→ Stored items

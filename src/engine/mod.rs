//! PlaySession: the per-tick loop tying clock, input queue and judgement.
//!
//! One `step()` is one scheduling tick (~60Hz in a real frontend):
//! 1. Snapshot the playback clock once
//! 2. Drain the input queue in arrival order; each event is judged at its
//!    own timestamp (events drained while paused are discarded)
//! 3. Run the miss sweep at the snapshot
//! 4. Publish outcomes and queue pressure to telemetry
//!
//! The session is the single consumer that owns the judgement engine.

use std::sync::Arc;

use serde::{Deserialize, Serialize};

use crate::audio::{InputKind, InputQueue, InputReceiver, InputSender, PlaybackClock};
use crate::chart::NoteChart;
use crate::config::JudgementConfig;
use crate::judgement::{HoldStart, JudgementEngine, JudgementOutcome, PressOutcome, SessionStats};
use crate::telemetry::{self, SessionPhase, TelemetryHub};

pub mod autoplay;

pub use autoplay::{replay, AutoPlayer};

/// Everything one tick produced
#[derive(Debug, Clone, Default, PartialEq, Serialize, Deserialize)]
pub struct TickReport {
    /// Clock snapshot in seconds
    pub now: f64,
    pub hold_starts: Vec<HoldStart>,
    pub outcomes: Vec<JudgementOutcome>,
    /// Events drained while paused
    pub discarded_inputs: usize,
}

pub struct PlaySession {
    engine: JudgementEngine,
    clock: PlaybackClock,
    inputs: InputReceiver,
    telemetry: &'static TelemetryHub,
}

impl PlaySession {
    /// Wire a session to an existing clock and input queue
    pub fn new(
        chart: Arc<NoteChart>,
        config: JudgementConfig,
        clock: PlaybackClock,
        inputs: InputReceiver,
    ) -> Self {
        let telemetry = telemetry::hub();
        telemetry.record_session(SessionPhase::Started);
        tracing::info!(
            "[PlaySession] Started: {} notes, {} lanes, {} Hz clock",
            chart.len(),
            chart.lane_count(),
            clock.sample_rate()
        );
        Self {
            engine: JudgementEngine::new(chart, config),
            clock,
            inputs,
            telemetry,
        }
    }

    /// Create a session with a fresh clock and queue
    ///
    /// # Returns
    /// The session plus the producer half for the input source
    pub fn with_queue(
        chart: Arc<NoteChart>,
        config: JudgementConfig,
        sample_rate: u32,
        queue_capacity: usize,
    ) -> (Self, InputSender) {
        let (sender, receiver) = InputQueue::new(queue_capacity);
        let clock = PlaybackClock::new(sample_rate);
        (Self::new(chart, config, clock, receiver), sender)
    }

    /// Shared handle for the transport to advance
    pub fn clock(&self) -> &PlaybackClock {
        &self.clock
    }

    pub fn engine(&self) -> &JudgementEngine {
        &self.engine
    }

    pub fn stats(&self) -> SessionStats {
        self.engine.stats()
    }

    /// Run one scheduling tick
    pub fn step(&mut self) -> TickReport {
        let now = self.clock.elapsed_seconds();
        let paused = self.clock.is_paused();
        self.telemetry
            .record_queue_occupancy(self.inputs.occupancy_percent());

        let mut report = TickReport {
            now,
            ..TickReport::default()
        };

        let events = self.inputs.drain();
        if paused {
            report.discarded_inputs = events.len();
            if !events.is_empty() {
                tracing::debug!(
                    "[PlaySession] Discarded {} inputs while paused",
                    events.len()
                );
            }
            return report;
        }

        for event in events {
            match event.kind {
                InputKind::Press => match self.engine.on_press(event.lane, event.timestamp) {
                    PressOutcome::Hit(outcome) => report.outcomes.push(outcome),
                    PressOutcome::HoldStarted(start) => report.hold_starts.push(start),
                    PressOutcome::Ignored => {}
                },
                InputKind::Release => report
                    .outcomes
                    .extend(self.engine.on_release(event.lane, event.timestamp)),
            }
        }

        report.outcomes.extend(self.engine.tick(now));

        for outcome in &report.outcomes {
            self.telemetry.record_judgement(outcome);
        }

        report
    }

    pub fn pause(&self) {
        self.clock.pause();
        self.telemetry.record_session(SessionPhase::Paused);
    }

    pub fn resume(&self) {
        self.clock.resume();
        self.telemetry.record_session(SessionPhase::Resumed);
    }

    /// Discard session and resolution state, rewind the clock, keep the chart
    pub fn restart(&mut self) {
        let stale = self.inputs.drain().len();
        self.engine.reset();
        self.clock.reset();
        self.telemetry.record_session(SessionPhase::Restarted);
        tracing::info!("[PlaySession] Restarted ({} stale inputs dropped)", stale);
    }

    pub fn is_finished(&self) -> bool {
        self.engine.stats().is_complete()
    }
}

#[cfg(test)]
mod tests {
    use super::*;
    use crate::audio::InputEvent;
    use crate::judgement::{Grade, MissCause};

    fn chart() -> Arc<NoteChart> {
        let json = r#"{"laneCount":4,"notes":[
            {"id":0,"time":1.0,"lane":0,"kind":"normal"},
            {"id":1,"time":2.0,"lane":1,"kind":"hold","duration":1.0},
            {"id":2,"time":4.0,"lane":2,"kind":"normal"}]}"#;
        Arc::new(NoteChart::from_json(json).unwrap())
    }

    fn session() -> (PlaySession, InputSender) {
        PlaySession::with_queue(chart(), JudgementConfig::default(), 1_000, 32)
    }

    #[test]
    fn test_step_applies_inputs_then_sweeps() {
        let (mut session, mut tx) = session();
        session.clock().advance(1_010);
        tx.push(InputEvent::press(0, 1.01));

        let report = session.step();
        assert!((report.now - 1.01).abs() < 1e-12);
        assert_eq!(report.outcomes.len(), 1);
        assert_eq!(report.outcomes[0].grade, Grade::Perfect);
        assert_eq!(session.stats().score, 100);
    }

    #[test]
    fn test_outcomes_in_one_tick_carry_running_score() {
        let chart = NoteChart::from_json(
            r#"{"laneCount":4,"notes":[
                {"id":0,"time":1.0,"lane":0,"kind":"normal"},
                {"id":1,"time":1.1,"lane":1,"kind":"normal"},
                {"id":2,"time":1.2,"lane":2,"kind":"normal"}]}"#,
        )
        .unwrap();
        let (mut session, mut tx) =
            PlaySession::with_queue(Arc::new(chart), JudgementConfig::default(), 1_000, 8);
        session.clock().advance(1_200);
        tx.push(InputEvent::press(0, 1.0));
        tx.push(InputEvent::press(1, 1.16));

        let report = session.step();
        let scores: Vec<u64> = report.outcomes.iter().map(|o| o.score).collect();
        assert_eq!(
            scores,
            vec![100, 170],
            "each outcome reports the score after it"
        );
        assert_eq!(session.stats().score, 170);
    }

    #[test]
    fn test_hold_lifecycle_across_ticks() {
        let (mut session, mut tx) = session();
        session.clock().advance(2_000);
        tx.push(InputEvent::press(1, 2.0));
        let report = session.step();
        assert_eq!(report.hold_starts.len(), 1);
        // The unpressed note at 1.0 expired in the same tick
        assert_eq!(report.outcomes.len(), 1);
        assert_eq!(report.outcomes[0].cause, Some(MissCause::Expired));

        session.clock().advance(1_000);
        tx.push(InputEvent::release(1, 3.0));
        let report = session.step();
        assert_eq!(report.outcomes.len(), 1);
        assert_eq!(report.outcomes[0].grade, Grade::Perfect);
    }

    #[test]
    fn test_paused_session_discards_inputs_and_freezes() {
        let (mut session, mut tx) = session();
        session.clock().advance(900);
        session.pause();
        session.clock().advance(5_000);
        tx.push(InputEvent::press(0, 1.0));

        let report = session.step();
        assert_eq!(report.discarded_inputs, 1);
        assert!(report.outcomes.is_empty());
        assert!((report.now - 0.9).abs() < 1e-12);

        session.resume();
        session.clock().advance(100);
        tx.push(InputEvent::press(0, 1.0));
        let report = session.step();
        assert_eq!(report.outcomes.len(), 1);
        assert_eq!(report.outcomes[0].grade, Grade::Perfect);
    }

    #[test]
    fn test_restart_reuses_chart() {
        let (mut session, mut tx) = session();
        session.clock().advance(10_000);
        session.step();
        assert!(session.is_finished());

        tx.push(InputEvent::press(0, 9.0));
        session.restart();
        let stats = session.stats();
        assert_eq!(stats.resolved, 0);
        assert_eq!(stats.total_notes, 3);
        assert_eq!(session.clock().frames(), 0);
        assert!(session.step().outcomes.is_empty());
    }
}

--

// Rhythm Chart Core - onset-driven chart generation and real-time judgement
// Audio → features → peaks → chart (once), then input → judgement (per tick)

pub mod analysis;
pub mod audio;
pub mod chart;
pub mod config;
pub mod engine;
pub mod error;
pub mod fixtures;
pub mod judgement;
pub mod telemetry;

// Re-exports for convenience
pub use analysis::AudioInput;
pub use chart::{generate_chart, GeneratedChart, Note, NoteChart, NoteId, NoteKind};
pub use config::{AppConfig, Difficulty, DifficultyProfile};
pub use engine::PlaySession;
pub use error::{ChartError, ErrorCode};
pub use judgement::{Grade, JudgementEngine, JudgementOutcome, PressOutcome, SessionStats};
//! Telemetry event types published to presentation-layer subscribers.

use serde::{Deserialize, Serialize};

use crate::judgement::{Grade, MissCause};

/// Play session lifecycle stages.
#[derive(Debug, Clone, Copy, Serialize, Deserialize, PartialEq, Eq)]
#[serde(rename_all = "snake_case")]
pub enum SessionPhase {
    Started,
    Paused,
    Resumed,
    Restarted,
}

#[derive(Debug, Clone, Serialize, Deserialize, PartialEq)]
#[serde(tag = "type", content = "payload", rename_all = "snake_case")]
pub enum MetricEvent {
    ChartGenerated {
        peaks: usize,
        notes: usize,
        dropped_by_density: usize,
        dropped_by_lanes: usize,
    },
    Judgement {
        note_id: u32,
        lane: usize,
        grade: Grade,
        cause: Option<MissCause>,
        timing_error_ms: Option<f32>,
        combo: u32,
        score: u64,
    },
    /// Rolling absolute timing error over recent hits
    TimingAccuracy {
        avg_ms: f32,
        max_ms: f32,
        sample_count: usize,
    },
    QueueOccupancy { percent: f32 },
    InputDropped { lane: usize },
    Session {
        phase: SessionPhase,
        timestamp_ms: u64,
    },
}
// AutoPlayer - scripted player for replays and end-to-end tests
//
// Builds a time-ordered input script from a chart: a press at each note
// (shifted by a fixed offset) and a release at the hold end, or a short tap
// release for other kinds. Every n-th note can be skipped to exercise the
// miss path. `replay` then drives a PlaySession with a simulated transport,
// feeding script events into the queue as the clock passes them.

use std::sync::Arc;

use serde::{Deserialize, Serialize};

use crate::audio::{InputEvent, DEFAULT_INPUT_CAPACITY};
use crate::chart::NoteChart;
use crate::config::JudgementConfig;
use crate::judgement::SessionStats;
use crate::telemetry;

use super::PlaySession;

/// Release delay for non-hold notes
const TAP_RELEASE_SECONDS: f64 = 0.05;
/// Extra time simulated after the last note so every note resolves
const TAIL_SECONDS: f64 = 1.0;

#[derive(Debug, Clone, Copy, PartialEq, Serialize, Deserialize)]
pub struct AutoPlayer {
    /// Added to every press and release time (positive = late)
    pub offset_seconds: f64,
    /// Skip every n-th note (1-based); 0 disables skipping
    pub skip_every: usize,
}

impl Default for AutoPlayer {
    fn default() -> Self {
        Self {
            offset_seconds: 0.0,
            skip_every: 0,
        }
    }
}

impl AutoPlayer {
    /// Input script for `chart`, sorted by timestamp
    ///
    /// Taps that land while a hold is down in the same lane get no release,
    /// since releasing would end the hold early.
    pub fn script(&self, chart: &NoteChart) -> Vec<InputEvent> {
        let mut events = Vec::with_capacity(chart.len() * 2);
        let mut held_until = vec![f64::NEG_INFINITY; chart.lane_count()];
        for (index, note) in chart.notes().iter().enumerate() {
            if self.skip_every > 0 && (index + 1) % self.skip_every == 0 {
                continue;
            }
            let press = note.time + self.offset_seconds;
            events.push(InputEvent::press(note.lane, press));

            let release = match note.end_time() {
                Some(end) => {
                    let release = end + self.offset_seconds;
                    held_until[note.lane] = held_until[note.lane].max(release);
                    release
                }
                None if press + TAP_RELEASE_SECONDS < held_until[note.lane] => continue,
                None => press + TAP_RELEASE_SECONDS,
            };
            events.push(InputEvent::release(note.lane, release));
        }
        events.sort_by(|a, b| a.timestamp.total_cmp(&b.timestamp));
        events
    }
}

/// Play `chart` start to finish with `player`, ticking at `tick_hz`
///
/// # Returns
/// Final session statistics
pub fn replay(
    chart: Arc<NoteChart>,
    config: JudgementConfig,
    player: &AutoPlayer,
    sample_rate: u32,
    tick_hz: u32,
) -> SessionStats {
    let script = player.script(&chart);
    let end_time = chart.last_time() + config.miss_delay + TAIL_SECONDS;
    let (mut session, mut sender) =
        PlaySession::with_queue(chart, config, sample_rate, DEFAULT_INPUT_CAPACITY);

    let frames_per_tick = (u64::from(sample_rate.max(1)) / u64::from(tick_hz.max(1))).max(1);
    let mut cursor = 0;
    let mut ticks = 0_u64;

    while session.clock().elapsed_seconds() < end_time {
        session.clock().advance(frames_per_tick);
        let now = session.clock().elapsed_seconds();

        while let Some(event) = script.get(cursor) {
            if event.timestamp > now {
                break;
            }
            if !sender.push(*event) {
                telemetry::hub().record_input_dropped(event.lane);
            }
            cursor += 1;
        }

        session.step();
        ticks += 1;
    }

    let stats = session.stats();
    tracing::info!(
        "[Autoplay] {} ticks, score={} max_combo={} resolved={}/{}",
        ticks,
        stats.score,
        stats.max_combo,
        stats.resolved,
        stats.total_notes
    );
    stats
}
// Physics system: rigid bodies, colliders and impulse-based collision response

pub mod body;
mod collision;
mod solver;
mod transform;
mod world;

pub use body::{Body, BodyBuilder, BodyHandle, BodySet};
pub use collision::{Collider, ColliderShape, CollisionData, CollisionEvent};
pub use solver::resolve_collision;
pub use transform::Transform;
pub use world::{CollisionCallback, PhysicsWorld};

→ Requirement
Output only an exact transcription of the lines above from the one with "filename src/engine/mod.rs" up to and including the one with "paused are discarded)".

→ Finished task
filename src/engine/mod.rs
//! PlaySession: the per-tick loop tying clock, input queue and judgement.
//!
//! One `step()` is one scheduling tick (~60Hz in a real frontend):
//! 1. Snapshot the playback clock once
//! 2. Drain the input queue in arrival order; each event is judged at its
//!    own timestamp (events drained while paused are discarded)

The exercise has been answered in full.